* **Work to be completed**
Go line by line through the data below and count those that hold "classification". Return only the number.

* **Exercise inputs**
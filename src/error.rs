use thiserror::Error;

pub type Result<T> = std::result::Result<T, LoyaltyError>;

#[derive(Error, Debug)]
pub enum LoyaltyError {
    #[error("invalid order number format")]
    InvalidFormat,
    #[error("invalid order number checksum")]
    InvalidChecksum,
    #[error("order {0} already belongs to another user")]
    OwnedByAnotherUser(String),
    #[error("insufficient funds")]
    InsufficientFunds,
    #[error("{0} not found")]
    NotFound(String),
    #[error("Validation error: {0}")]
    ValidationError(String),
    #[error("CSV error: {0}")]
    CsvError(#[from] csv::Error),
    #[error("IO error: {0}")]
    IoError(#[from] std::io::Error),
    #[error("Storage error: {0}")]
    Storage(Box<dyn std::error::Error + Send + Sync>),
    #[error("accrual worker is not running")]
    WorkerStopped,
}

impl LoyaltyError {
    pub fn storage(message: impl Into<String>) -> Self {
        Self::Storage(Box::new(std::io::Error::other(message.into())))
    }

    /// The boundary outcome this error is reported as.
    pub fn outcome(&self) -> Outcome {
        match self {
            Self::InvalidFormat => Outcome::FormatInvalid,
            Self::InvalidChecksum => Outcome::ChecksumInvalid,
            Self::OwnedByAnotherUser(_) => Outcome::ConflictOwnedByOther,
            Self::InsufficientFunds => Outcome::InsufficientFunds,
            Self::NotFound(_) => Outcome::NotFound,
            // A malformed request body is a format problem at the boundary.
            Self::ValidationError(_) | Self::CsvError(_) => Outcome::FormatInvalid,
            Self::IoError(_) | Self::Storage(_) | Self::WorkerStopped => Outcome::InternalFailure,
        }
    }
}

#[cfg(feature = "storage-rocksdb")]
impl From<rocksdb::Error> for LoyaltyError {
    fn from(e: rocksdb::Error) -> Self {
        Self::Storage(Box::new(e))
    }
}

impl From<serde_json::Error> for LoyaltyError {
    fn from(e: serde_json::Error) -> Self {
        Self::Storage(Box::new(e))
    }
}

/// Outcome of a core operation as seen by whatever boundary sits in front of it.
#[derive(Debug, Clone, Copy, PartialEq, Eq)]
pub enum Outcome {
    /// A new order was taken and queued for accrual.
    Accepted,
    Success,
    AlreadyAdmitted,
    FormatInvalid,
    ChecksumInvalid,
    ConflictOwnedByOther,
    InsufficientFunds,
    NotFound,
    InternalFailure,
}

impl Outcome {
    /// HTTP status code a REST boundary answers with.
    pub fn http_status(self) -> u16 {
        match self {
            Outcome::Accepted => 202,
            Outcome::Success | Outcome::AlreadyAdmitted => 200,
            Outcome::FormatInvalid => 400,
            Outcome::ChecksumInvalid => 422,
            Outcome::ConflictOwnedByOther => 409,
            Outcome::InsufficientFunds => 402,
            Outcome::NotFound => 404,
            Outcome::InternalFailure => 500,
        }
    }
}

--

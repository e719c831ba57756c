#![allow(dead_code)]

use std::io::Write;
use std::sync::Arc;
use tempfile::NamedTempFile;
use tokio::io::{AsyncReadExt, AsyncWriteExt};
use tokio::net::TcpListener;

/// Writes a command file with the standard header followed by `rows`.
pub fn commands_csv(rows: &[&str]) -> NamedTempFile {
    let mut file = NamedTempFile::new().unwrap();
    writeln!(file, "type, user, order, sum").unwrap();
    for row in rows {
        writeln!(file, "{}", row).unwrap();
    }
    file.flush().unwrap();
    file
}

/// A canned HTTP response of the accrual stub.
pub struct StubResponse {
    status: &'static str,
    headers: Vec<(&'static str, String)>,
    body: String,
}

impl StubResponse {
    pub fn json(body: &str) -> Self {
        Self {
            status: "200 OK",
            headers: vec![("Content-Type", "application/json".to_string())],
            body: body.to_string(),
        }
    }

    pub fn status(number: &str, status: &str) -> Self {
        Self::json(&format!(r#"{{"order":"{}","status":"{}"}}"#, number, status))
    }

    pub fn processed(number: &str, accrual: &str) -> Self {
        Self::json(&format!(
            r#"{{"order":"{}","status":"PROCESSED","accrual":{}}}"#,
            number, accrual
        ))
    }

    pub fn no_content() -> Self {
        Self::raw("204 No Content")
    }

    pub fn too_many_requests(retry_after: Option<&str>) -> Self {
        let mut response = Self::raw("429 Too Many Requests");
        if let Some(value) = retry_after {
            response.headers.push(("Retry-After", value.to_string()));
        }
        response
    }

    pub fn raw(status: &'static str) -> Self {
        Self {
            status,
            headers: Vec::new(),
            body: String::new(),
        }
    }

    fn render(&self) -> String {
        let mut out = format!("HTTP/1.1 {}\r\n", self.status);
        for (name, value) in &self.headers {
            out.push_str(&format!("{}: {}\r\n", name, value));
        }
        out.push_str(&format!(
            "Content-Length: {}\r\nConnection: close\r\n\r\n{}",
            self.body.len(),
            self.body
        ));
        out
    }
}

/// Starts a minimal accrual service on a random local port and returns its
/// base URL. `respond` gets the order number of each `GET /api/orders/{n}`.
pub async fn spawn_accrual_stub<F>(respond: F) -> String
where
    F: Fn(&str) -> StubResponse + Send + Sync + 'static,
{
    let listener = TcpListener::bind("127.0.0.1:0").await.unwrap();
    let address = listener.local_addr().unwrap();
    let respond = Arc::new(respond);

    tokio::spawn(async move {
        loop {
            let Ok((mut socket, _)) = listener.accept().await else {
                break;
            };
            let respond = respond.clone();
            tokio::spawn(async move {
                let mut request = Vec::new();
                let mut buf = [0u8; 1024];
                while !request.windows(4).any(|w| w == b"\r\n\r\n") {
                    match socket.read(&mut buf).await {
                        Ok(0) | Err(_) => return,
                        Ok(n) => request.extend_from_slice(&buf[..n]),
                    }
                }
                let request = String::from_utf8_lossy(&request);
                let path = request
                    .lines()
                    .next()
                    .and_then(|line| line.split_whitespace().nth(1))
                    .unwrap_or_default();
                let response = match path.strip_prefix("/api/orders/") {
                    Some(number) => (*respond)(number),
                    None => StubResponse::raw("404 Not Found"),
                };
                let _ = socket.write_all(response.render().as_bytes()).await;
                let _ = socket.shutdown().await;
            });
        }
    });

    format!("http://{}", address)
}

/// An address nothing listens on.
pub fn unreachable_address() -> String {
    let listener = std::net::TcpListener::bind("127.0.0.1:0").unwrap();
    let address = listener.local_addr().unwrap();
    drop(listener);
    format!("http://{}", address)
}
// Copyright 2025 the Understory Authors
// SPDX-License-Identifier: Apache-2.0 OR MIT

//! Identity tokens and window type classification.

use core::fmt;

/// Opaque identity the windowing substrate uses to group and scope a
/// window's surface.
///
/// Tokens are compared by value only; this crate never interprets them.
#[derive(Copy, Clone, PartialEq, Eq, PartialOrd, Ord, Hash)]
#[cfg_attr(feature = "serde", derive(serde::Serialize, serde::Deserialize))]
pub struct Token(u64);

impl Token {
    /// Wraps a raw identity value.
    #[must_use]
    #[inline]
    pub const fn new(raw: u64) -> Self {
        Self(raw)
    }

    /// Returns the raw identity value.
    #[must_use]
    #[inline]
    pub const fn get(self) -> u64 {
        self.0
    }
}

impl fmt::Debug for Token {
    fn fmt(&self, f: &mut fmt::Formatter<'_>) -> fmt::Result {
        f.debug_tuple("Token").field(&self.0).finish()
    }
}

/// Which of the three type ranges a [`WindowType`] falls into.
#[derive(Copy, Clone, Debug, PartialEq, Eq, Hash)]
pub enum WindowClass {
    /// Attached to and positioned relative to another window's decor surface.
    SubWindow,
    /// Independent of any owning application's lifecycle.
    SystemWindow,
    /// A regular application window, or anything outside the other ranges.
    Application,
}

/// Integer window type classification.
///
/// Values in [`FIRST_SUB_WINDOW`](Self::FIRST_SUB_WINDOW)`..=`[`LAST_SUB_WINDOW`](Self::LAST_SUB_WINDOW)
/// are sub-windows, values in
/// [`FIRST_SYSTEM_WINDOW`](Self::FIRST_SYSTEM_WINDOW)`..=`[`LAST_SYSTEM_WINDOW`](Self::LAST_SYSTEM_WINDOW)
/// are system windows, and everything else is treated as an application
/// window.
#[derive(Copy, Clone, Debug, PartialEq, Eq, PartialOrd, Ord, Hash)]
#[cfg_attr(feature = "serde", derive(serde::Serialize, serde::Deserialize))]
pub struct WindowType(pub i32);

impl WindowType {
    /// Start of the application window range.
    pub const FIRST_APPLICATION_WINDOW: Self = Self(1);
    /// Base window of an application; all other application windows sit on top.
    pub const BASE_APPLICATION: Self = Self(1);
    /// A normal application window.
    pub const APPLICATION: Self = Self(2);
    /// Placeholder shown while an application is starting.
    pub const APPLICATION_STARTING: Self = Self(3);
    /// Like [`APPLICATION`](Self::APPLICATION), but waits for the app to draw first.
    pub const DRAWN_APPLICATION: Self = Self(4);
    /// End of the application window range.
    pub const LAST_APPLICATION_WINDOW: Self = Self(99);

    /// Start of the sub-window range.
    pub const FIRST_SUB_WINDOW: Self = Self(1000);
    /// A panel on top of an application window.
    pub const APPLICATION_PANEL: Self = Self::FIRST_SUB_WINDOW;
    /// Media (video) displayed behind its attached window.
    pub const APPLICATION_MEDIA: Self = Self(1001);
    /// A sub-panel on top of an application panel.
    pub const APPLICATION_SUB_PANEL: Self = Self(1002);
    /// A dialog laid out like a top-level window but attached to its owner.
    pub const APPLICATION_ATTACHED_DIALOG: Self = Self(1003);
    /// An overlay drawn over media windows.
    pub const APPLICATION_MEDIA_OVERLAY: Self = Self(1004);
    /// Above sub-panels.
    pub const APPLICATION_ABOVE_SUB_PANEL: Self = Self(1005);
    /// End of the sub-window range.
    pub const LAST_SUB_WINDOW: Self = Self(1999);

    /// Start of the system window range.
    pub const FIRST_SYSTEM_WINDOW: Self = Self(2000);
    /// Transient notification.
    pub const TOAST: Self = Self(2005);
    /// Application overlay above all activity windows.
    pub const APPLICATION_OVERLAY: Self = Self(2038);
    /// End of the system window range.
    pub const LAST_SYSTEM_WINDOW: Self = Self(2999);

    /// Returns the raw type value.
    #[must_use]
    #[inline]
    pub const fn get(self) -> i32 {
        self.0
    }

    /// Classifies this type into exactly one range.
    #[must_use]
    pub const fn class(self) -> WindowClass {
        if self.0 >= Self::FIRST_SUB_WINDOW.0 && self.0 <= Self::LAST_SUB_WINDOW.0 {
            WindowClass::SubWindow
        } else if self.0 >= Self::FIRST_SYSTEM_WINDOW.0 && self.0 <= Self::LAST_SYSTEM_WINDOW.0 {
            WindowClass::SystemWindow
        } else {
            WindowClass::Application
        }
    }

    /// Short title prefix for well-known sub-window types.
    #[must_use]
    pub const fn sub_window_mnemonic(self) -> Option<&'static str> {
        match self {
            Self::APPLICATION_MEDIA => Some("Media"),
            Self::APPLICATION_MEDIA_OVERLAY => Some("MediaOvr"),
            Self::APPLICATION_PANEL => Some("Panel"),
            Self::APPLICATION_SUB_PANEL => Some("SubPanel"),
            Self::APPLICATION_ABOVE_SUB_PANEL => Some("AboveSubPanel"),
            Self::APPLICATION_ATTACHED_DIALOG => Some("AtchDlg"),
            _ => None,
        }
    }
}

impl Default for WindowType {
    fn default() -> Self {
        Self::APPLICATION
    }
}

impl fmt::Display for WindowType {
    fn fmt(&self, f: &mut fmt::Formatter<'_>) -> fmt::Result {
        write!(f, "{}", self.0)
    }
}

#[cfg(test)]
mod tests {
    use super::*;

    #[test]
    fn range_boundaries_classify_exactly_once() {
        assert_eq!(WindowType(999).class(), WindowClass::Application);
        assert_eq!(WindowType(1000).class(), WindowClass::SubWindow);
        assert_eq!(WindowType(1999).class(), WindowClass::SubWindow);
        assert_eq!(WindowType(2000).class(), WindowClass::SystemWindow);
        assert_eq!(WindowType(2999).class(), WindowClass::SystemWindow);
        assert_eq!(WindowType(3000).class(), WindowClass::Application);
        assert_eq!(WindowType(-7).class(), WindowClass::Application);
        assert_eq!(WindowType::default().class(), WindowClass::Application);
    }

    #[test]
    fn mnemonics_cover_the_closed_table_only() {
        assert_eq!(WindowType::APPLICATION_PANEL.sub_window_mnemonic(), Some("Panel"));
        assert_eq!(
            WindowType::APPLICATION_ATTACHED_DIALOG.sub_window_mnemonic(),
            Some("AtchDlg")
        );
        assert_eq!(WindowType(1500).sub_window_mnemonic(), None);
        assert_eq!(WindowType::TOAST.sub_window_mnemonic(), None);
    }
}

* **Result for this task**
2